The editions take place in autumn, at the end of October, for three days. 2024, will take place between Thursday, October 24 and Saturday, October 26. However, throughout the year parallel activities of the festival are carried out in Dénia.

Hours of each day

You can check the complete schedule here: Program of the Dénia Humanitats Festival.

Conferences

Third edition - 2024

Limits and links between literary creation and territory. The example of Maria Ibars

The round table on literary creation and territory, focused on the work of Maria Ibars, will reflect on the symbolic importance of space as a framework, source of inspiration and theme in literature, as studies on spatiality and literary geographies, which are absolutely relevant in the discourses of contemporary literary criticism, have demonstrated. In this regard, the conversation, which will begin from a theoretical point of view, will then move on to the analysis of the landscape in the poetic and narrative work of Maria Ibars (1892-1965), strongly rooted in the Marina region and in the city of Dénia in particular, especially in the Poemes de Penyamar (1949) and The last serf (1965), two of his most important works.

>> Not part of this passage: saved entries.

//! HTTP server entry point.

use pinakos_core::Result;

use crate::routes::router;
use crate::state::AppState;

/// Bind the configured address and serve until the process ends.
pub async fn serve(state: AppState) -> Result<()> {
    let addr = state.config.bind_addr.clone();
    let listener = tokio::net::TcpListener::bind(&addr).await?;
    log::info!("pinakos API listening on {addr}");

    axum::serve(listener, router(state)).await?;
    Ok(())
}
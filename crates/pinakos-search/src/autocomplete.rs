//! Typed autocomplete sources.
//!
//! Each requested type is looked up independently and capped at the
//! caller's limit. Artwork titles, artist names and taxonomy labels match
//! by substring; user names go through the trigram similarity gate.
//! When exactly one type is requested the response collapses to a flat
//! list instead of the type-keyed wrapper — the frontend relies on this
//! asymmetry, so it is part of the contract.

use pinakos_catalog::CatalogStore;
use pinakos_core::text::contains_fold;
use pinakos_core::{Error, Lang, Result};
use serde::Serialize;
use serde_json::Value;

use crate::trigram::{SIMILARITY_THRESHOLD, word_similarity};

/// Default per-type result cap.
pub const DEFAULT_AUTOCOMPLETE_LIMIT: usize = 10;

/// A recognized autocomplete source.
#[derive(Debug, Clone, Copy, PartialEq, Eq)]
pub enum AutocompleteKind {
    /// Published artwork titles.
    Titles,
    /// Person names.
    Artists,
    /// Registered users, fuzzy-matched.
    Users,
    /// Keyword taxonomy labels.
    Keywords,
    /// Location taxonomy labels.
    Locations,
    /// Albums the requesting user may edit.
    UserAlbumsEditable,
}

impl AutocompleteKind {
    /// All recognized type ids, in display order.
    pub const ALL: [AutocompleteKind; 6] = [
        Self::Titles,
        Self::Artists,
        Self::Users,
        Self::Keywords,
        Self::Locations,
        Self::UserAlbumsEditable,
    ];

    /// The wire id of this type.
    pub fn id(self) -> &'static str {
        match self {
            Self::Titles => "titles",
            Self::Artists => "artists",
            Self::Users => "users",
            Self::Keywords => "keywords",
            Self::Locations => "locations",
            Self::UserAlbumsEditable => "user_albums_editable",
        }
    }

    /// Parse a wire id.
    pub fn parse(id: &str) -> Result<Self> {
        Self::ALL
            .into_iter()
            .find(|kind| kind.id() == id)
            .ok_or_else(|| Error::validation(format!("Invalid autocomplete type '{id}'")))
    }

    /// Group label shown above the type's results.
    pub fn label(self, lang: Lang) -> &'static str {
        match (self, lang) {
            (Self::Titles, Lang::De) => "Titel",
            (Self::Titles, Lang::En) => "Titles",
            (Self::Artists, Lang::De) => "Künstler*innen",
            (Self::Artists, Lang::En) => "Artists",
            (Self::Users, Lang::De) => "Benutzer*innen",
            (Self::Users, Lang::En) => "Users",
            (Self::Keywords, Lang::De) => "Schlagwörter",
            (Self::Keywords, Lang::En) => "Keywords",
            (Self::Locations, Lang::De) => "Orte",
            (Self::Locations, Lang::En) => "Locations",
            (Self::UserAlbumsEditable, Lang::De) => "Bearbeitbare Alben",
            (Self::UserAlbumsEditable, Lang::En) => "Editable Albums",
        }
    }
}

/// Parse a comma-separated type list.
pub fn parse_kinds(types: &str) -> Result<Vec<AutocompleteKind>> {
    types
        .split(',')
        .map(str::trim)
        .filter(|part| !part.is_empty())
        .map(AutocompleteKind::parse)
        .collect::<Result<Vec<_>>>()
        .and_then(|kinds| {
            if kinds.is_empty() {
                Err(Error::validation("type parameter is required"))
            } else {
                Ok(kinds)
            }
        })
}

/// One autocomplete suggestion.
#[derive(Debug, Clone, Serialize)]
pub struct AutocompleteEntry {
    /// Entity id: an integer for catalog entities, a username for users.
    pub id: Value,
    /// Display label.
    pub label: String,
    /// Content notes for title entries.
    #[serde(skip_serializing_if = "Option::is_none")]
    pub discriminatory_terms: Option<Vec<String>>,
}

impl AutocompleteEntry {
    fn new(id: impl Into<Value>, label: impl Into<String>) -> Self {
        Self {
            id: id.into(),
            label: label.into(),
            discriminatory_terms: None,
        }
    }
}

/// Results of one requested type.
#[derive(Debug, Clone, Serialize)]
pub struct AutocompleteGroup {
    /// The type id.
    pub id: String,
    /// Localized group label.
    pub label: String,
    /// Suggestions, capped at the request limit.
    pub data: Vec<AutocompleteEntry>,
}

/// Flat for a single requested type, grouped for several.
#[derive(Debug, Clone, Serialize)]
#[serde(untagged)]
pub enum AutocompleteResponse {
    /// Single-type response: the bare entry list.
    Flat(Vec<AutocompleteEntry>),
    /// Multi-type response: one group per requested type, in order.
    Grouped(Vec<AutocompleteGroup>),
}

/// Run an autocomplete lookup.
///
/// `user` is the requesting user; without one, `user_albums_editable`
/// yields no results.
pub fn autocomplete(
    catalog: &CatalogStore,
    q: &str,
    kinds: &[AutocompleteKind],
    limit: usize,
    user: Option<&str>,
    lang: Lang,
) -> AutocompleteResponse {
    let mut groups = Vec::with_capacity(kinds.len());

    for &kind in kinds {
        let data = match kind {
            AutocompleteKind::Titles => lookup_titles(catalog, q, limit, lang),
            AutocompleteKind::Artists => lookup_artists(catalog, q, limit),
            AutocompleteKind::Users => lookup_users(catalog, q, limit),
            AutocompleteKind::Keywords => lookup_keywords(catalog, q, limit, lang),
            AutocompleteKind::Locations => lookup_locations(catalog, q, limit, lang),
            AutocompleteKind::UserAlbumsEditable => lookup_editable_albums(catalog, q, limit, user),
        };

        groups.push(AutocompleteGroup {
            id: kind.id().to_string(),
            label: kind.label(lang).to_string(),
            data,
        });
    }

    if groups.len() == 1 {
        AutocompleteResponse::Flat(groups.remove(0).data)
    } else {
        AutocompleteResponse::Grouped(groups)
    }
}

fn lookup_titles(catalog: &CatalogStore, q: &str, limit: usize, lang: Lang) -> Vec<AutocompleteEntry> {
    let mut artworks = catalog.artworks();
    artworks.sort_by_key(|artwork| artwork.id);
    artworks
        .into_iter()
        .filter(|artwork| artwork.published)
        .filter(|artwork| {
            contains_fold(&artwork.title, q) || contains_fold(&artwork.title_english, q)
        })
        .take(limit)
        .map(|artwork| {
            let mut entry = AutocompleteEntry::new(
                artwork.id.value(),
                artwork.title_localized(lang),
            );
            entry.discriminatory_terms = Some(artwork.discriminatory_terms.clone());
            entry
        })
        .collect()
}

fn lookup_artists(catalog: &CatalogStore, q: &str, limit: usize) -> Vec<AutocompleteEntry> {
    let mut people = catalog.people();
    people.sort_by_key(|person| person.id);
    people
        .into_iter()
        .filter(|person| contains_fold(&person.name, q))
        .take(limit)
        .map(|person| AutocompleteEntry::new(person.id.value(), person.name))
        .collect()
}

fn lookup_users(catalog: &CatalogStore, q: &str, limit: usize) -> Vec<AutocompleteEntry> {
    let mut scored: Vec<(f32, AutocompleteEntry)> = catalog
        .users()
        .into_iter()
        .filter_map(|user| {
            let full_name = user.full_name();
            let similarity = word_similarity(q, &full_name);
            if similarity >= SIMILARITY_THRESHOLD {
                Some((
                    similarity,
                    AutocompleteEntry::new(user.username.clone(), full_name),
                ))
            } else {
                None
            }
        })
        .collect();

    scored.sort_by(|a, b| {
        b.0.partial_cmp(&a.0)
            .unwrap_or(std::cmp::Ordering::Equal)
            .then_with(|| a.1.label.cmp(&b.1.label))
    });
    scored.into_iter().take(limit).map(|(_, entry)| entry).collect()
}

fn lookup_keywords(catalog: &CatalogStore, q: &str, limit: usize, lang: Lang) -> Vec<AutocompleteEntry> {
    catalog.with_keywords(|tree| {
        let mut nodes: Vec<_> = tree
            .iter()
            .filter(|node| contains_fold(&node.name, q) || contains_fold(&node.name_en, q))
            .collect();
        nodes.sort_by_key(|node| node.id);
        nodes
            .into_iter()
            .take(limit)
            .map(|node| AutocompleteEntry::new(node.id.value(), node.name_localized(lang)))
            .collect()
    })
}

fn lookup_locations(catalog: &CatalogStore, q: &str, limit: usize, lang: Lang) -> Vec<AutocompleteEntry> {
    catalog.with_locations(|tree| {
        let mut nodes: Vec<_> = tree
            .iter()
            .filter(|node| contains_fold(&node.name, q) || contains_fold(&node.name_en, q))
            .collect();
        nodes.sort_by_key(|node| node.id);
        nodes
            .into_iter()
            .take(limit)
            .map(|node| AutocompleteEntry::new(node.id.value(), node.name_localized(lang)))
            .collect()
    })
}

fn lookup_editable_albums(
    catalog: &CatalogStore,
    q: &str,
    limit: usize,
    user: Option<&str>,
) -> Vec<AutocompleteEntry> {
    let Some(username) = user else {
        return Vec::new();
    };
    catalog
        .editable_albums(username)
        .into_iter()
        .filter(|album| contains_fold(&album.title, q))
        .take(limit)
        .map(|album| AutocompleteEntry::new(album.id.value(), album.title))
        .collect()
}

// ============================================================================
// Tests
// ============================================================================

#[cfg(test)]
mod tests {
    use super::*;
    use pinakos_catalog::{AlbumPermission, Artwork, Person, User};

    fn seeded() -> CatalogStore {
        let catalog = CatalogStore::new();

        let mut artwork = Artwork::new("Lucretia");
        artwork.published = true;
        artwork.discriminatory_terms = vec!["Begriff".to_string()];
        catalog.create_artwork(artwork);

        let mut unpublished = Artwork::new("Lucretia Studie");
        unpublished.published = false;
        catalog.create_artwork(unpublished);

        catalog.create_person(Person::new("Maria Lassnig"));

        catalog.upsert_user(User {
            username: "rsmith".to_string(),
            first_name: "Robin".to_string(),
            last_name: "Smith".to_string(),
        });
        catalog.upsert_user(User {
            username: "mmuster".to_string(),
            first_name: "Max".to_string(),
            last_name: "Mustermann".to_string(),
        });

        catalog
    }

    #[test]
    fn test_parse_kinds() {
        let kinds = parse_kinds("titles,artists").unwrap();
        assert_eq!(kinds, vec![AutocompleteKind::Titles, AutocompleteKind::Artists]);

        assert!(parse_kinds("titles,paintings").is_err());
        assert!(parse_kinds("").is_err());
    }

    #[test]
    fn test_single_type_is_flat() {
        let catalog = seeded();
        let response = autocomplete(
            &catalog,
            "lucre",
            &[AutocompleteKind::Titles],
            10,
            None,
            Lang::De,
        );

        let AutocompleteResponse::Flat(entries) = response else {
            panic!("single type must collapse to a flat list");
        };
        assert_eq!(entries.len(), 1);
        assert_eq!(entries[0].label, "Lucretia");
        assert_eq!(
            entries[0].discriminatory_terms.as_deref(),
            Some(&["Begriff".to_string()][..])
        );
    }

    #[test]
    fn test_multiple_types_are_grouped() {
        let catalog = seeded();
        let response = autocomplete(
            &catalog,
            "las",
            &[AutocompleteKind::Titles, AutocompleteKind::Artists],
            10,
            None,
            Lang::En,
        );

        let AutocompleteResponse::Grouped(groups) = response else {
            panic!("multiple types must stay grouped");
        };
        assert_eq!(groups.len(), 2);
        assert_eq!(groups[0].id, "titles");
        assert!(groups[0].data.is_empty());
        assert_eq!(groups[1].id, "artists");
        assert_eq!(groups[1].data.len(), 1);
        assert_eq!(groups[1].data[0].label, "Maria Lassnig");
    }

    #[test]
    fn test_users_similarity_gate() {
        let catalog = seeded();

        let response = autocomplete(
            &catalog,
            "robin smith",
            &[AutocompleteKind::Users],
            10,
            None,
            Lang::En,
        );
        let AutocompleteResponse::Flat(entries) = response else {
            panic!("flat expected");
        };
        assert_eq!(entries.len(), 1);
        assert_eq!(entries[0].id, Value::from("rsmith"));

        // a vague query stays below the 0.6 gate
        let response = autocomplete(&catalog, "xyz", &[AutocompleteKind::Users], 10, None, Lang::En);
        let AutocompleteResponse::Flat(entries) = response else {
            panic!("flat expected");
        };
        assert!(entries.is_empty());
    }

    #[test]
    fn test_editable_albums_require_user() {
        let catalog = seeded();
        let album = catalog.create_album("Barocke Skizzen", "rsmith");
        catalog
            .set_album_permissions(
                album,
                "rsmith",
                vec![("mmuster".to_string(), AlbumPermission::View)],
            )
            .unwrap();

        // no request user: nothing
        let response = autocomplete(
            &catalog,
            "skizzen",
            &[AutocompleteKind::UserAlbumsEditable],
            10,
            None,
            Lang::De,
        );
        let AutocompleteResponse::Flat(entries) = response else {
            panic!("flat expected");
        };
        assert!(entries.is_empty());

        // the owner sees it
        let response = autocomplete(
            &catalog,
            "skizzen",
            &[AutocompleteKind::UserAlbumsEditable],
            10,
            Some("rsmith"),
            Lang::De,
        );
        let AutocompleteResponse::Flat(entries) = response else {
            panic!("flat expected");
        };
        assert_eq!(entries.len(), 1);

        // a VIEW-only user does not
        let response = autocomplete(
            &catalog,
            "skizzen",
            &[AutocompleteKind::UserAlbumsEditable],
            10,
            Some("mmuster"),
            Lang::De,
        );
        let AutocompleteResponse::Flat(entries) = response else {
            panic!("flat expected");
        };
        assert!(entries.is_empty());
    }

    #[test]
    fn test_unpublished_titles_hidden() {
        let catalog = seeded();
        let response = autocomplete(
            &catalog,
            "studie",
            &[AutocompleteKind::Titles],
            10,
            None,
            Lang::De,
        );
        let AutocompleteResponse::Flat(entries) = response else {
            panic!("flat expected");
        };
        assert!(entries.is_empty());
    }

    #[test]
    fn test_limit_caps_each_type() {
        let catalog = CatalogStore::new();
        for i in 0..5 {
            let mut artwork = Artwork::new(format!("Serie {i}"));
            artwork.published = true;
            catalog.create_artwork(artwork);
        }

        let response = autocomplete(&catalog, "serie", &[AutocompleteKind::Titles], 3, None, Lang::De);
        let AutocompleteResponse::Flat(entries) = response else {
            panic!("flat expected");
        };
        assert_eq!(entries.len(), 3);
    }
}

Perpetual war. The conflict in the Middle East

Talk between Xavier Mas de Xaxàs, journalist, diplomatic correspondent of La Vanguardia and Josep Ramoneda, journalist and writer, content director of the Dénia Festival de les Humanitats.

The limits of politics

John Carlin is a journalist who looks at things closely and talks to people, who are the ones who make politics. A good connoisseur of passions, he knows how these are as decisive as the logic of interests. Looking at politics not so much from the high-sounding speeches as from the human condition is his way of approaching crises and conflicts. And at this moment there are many fronts of which he is a privileged observer. Like, for example, the United States, from where he will speak to us, incorporating the decisive American election of the next few days into our debate on limits.

The philosophy of limits

We think, philosophically or not, through and thanks to limits. By recognizing something as a limit, we have already overcome it. There are temporal and material limits, limits that separate and unite, and at the same time there is the contemporary drive to transcend these limits. In this session, the philosophical fertility of the limit will be put to the test, going from the abstract and infinite to the concrete and singular.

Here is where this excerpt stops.